Identification du bien culturel

N°Inventaire, ancien(s) numéros(s), autres numéros, N° de dépôt

INV 35758, recto

Domaine (catégorie du bien)

miniature

Titre

La Sainte Famille au palmier

Précisions / auteur / exécutant / collecteur

documenté en 1660

Ecole

française

Anciennes attributions

ancienne attribution : ANONYME FRANCAIS XVIIIe s

Période de création / exécution

3e quart 17e siècle

Millésime de création / exécution

1660

Matériaux et techniques

émail

Mesures

H. en m 0,062 ; L. en m 0,075

Description

Miniature sur émail.

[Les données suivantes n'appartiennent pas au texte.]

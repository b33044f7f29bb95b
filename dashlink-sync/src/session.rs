//! Session data and the background liveness check.

use std::sync::atomic::{AtomicBool, Ordering};
use std::sync::Arc;
use std::time::Duration;

use base64::engine::general_purpose::STANDARD;
use base64::Engine as _;
use serde::{Deserialize, Serialize};
use serde_json::Value;
use tokio::sync::mpsc;
use tokio::task::JoinHandle;
use tokio::time::{interval_at, Instant, MissedTickBehavior};

use crate::api::DashboardApi;
use crate::engine::EngineEvent;

/// Per-client session context, filled in by the handshake.
#[derive(Debug, Clone, Default, PartialEq)]
pub struct Session {
    pub session_id: String,
    /// Issued by the hub; `None` until `setConnectionId` arrives.
    pub connection_id: Option<String>,
    pub user: Option<Value>,
    pub roles: Vec<String>,
    /// Encoded geolocation snapshot attached to client events.
    pub location: Option<String>,
    /// Dashboard was served in design mode.
    pub design: bool,
    /// Terminal once set.
    pub timed_out: bool,
}

#[derive(Debug, Clone, Default, PartialEq, Serialize, Deserialize)]
#[serde(rename_all = "camelCase")]
pub struct Coordinates {
    pub accuracy: Option<f64>,
    pub altitude: Option<f64>,
    pub altitude_accuracy: Option<f64>,
    pub heading: Option<f64>,
    pub latitude: Option<f64>,
    pub longitude: Option<f64>,
    pub speed: Option<f64>,
}

/// Geolocation snapshot supplied by the host.
#[derive(Debug, Clone, Default, PartialEq, Serialize, Deserialize)]
pub struct Position {
    pub coords: Coordinates,
    /// ISO-8601 time the fix was taken.
    pub timestamp: String,
}

impl Position {
    /// Base64 of the JSON form, as sent with client events.
    pub fn encode(&self) -> Result<String, serde_json::Error> {
        let json = serde_json::to_vec(self)?;
        Ok(STANDARD.encode(json))
    }
}

/// Polls the session endpoint until the first failure.
///
/// The task stops itself on timeout and is aborted when the monitor is
/// dropped.
#[derive(Debug)]
pub struct LivenessMonitor {
    handle: JoinHandle<()>,
    timed_out: Arc<AtomicBool>,
}

impl LivenessMonitor {
    pub fn start(
        api: Arc<dyn DashboardApi>,
        session_id: String,
        period: Duration,
        events: mpsc::UnboundedSender<EngineEvent>,
    ) -> Self {
        let timed_out = Arc::new(AtomicBool::new(false));
        let flag = Arc::clone(&timed_out);

        let handle = tokio::spawn(async move {
            let mut ticker = interval_at(Instant::now() + period, period);
            ticker.set_missed_tick_behavior(MissedTickBehavior::Delay);
            loop {
                ticker.tick().await;
                if let Err(e) = api.check_session(&session_id).await {
                    log::warn!("Session {session_id} is no longer valid: {e}");
                    flag.store(true, Ordering::SeqCst);
                    let _ = events.send(EngineEvent::SessionTimedOut);
                    break;
                }
                log::trace!("Session {session_id} alive");
            }
        });

        Self { handle, timed_out }
    }

    pub fn timed_out(&self) -> bool {
        self.timed_out.load(Ordering::SeqCst)
    }

    pub fn is_running(&self) -> bool {
        !self.handle.is_finished()
    }
}

impl Drop for LivenessMonitor {
    fn drop(&mut self) {
        self.handle.abort();
    }
}

#[cfg(test)]
mod tests {
    use super::*;
    use crate::api::{ApiError, HandshakeResponse};
    use async_trait::async_trait;
    use std::sync::atomic::AtomicUsize;

    struct CountingApi {
        checks: AtomicUsize,
        fail_after: usize,
    }

    #[async_trait]
    impl DashboardApi for CountingApi {
        async fn load_dashboard(&self) -> Result<HandshakeResponse, ApiError> {
            Err(ApiError::Remote("unused".into()))
        }

        async fn check_session(&self, _session_id: &str) -> Result<(), ApiError> {
            let n = self.checks.fetch_add(1, Ordering::SeqCst) + 1;
            if n > self.fail_after {
                Err(ApiError::Status(401))
            } else {
                Ok(())
            }
        }

        async fn send_state(&self, _request_id: &str, _state: &Value) -> Result<(), ApiError> {
            Ok(())
        }

        async fn post(&self, _id: &str, _data: &Value, _headers: &[(String, String)]) -> Result<Value, ApiError> {
            Ok(Value::Null)
        }

        async fn component_data(&self, _id: &str) -> Result<Value, ApiError> {
            Ok(Value::Null)
        }
    }

    #[test]
    fn test_position_encoding() {
        let position = Position {
            coords: Coordinates {
                latitude: Some(1.5),
                longitude: Some(-2.0),
                ..Coordinates::default()
            },
            timestamp: "2024-01-01T00:00:00.000Z".into(),
        };
        let encoded = position.encode().unwrap();
        let decoded: Value = serde_json::from_slice(&STANDARD.decode(encoded).unwrap()).unwrap();
        assert_eq!(decoded["coords"]["latitude"], 1.5);
        assert_eq!(decoded["coords"]["altitudeAccuracy"], Value::Null);
        assert_eq!(decoded["timestamp"], "2024-01-01T00:00:00.000Z");
    }

    #[tokio::test(start_paused = true)]
    async fn test_stops_on_first_failure() {
        let api = Arc::new(CountingApi {
            checks: AtomicUsize::new(0),
            fail_after: 2,
        });
        let (tx, mut rx) = mpsc::unbounded_channel();
        let monitor = LivenessMonitor::start(api.clone(), "s1".into(), Duration::from_secs(5), tx);

        let event = rx.recv().await;
        assert!(matches!(event, Some(EngineEvent::SessionTimedOut)));
        assert!(monitor.timed_out());
        assert_eq!(api.checks.load(Ordering::SeqCst), 3);

        // The task has finished: no further checks happen.
        tokio::time::sleep(Duration::from_secs(30)).await;
        assert_eq!(api.checks.load(Ordering::SeqCst), 3);
        assert!(!monitor.is_running());
    }

    #[tokio::test(start_paused = true)]
    async fn test_drop_aborts_polling() {
        let api = Arc::new(CountingApi {
            checks: AtomicUsize::new(0),
            fail_after: usize::MAX,
        });
        let (tx, _rx) = mpsc::unbounded_channel();
        let monitor = LivenessMonitor::start(api.clone(), "s1".into(), Duration::from_secs(5), tx);

        tokio::time::sleep(Duration::from_millis(5_500)).await;
        assert_eq!(api.checks.load(Ordering::SeqCst), 1);

        drop(monitor);
        tokio::time::sleep(Duration::from_secs(60)).await;
        assert_eq!(api.checks.load(Ordering::SeqCst), 1);
    }
}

Signée et datée au dos :P. Jean. fecit. / 1660

Précisions sur le sujet représenté

Vierge Marie, Joseph saint, Jésus Enfant, Edimbourg, National Gallery of Scotland, oeuvre en rapport, Sainte Famille

Contexte historique

Genèse

oeuvre en rapport

Informations juridiques

Statut juridique

propriété de l'Etat, musée du Louvre département des Arts graphiques

Localisation

Paris ; musée du Louvre département des Arts graphiques

Informations complémentaires

Commentaires

Peinture sur émail d'après la Sainte Famille au palmier (collection du duc de Sutherland, en prêt à la National Gallery d'Edimbourg). La copie cadre en ovale une composition circulaire. Le miniaturiste a retranché en haut et en bas à l'oeuvre originale, tandis que latéralement, il a étiré l'espace conçu par Raphaël. Les variantes sont infimes dans le dessin : seule manque la barrière derrière la Vierge, et la surface bombée du support crée comme un effet de grossissement de loupe sur l'Enfant. En revanche les coloris sont, c'est une des possibilités de la technique de l'émail, d'une fraîcheur et d'une vivacité quelque peu surprenantes si l'on se réfère à l'aspect actuel de l'original. Il est vraissemblable cependant qu'ils reflètent assez fidèlement l'état ancien du tableau, qui ne se trouvait sans doute plus quand la miniature fut peinte (1660) dans la collection de l'abbé de La Noue (mort avant 1657 selon Bonnaffé, 1884, p. 158) ou peut-être dans celle d'Antoine Tambonneau à Paris. L'original, malgré la transposition de bois sur toile, le voile de vernis jaune irrégulier et quelques repeints, serait encore, selon H. Brigstocke (1978, p. 110), en excellent état. (Grand-Palais, 1984) Entré dans les collections du Louvre à une date inconnue

Exposition

J.P. Cuzin, D. Cordellier, Raphaël et l'art français, Hommage à Raphaël, Paris, Grand-Palais, 1984, n° 380, p. 256.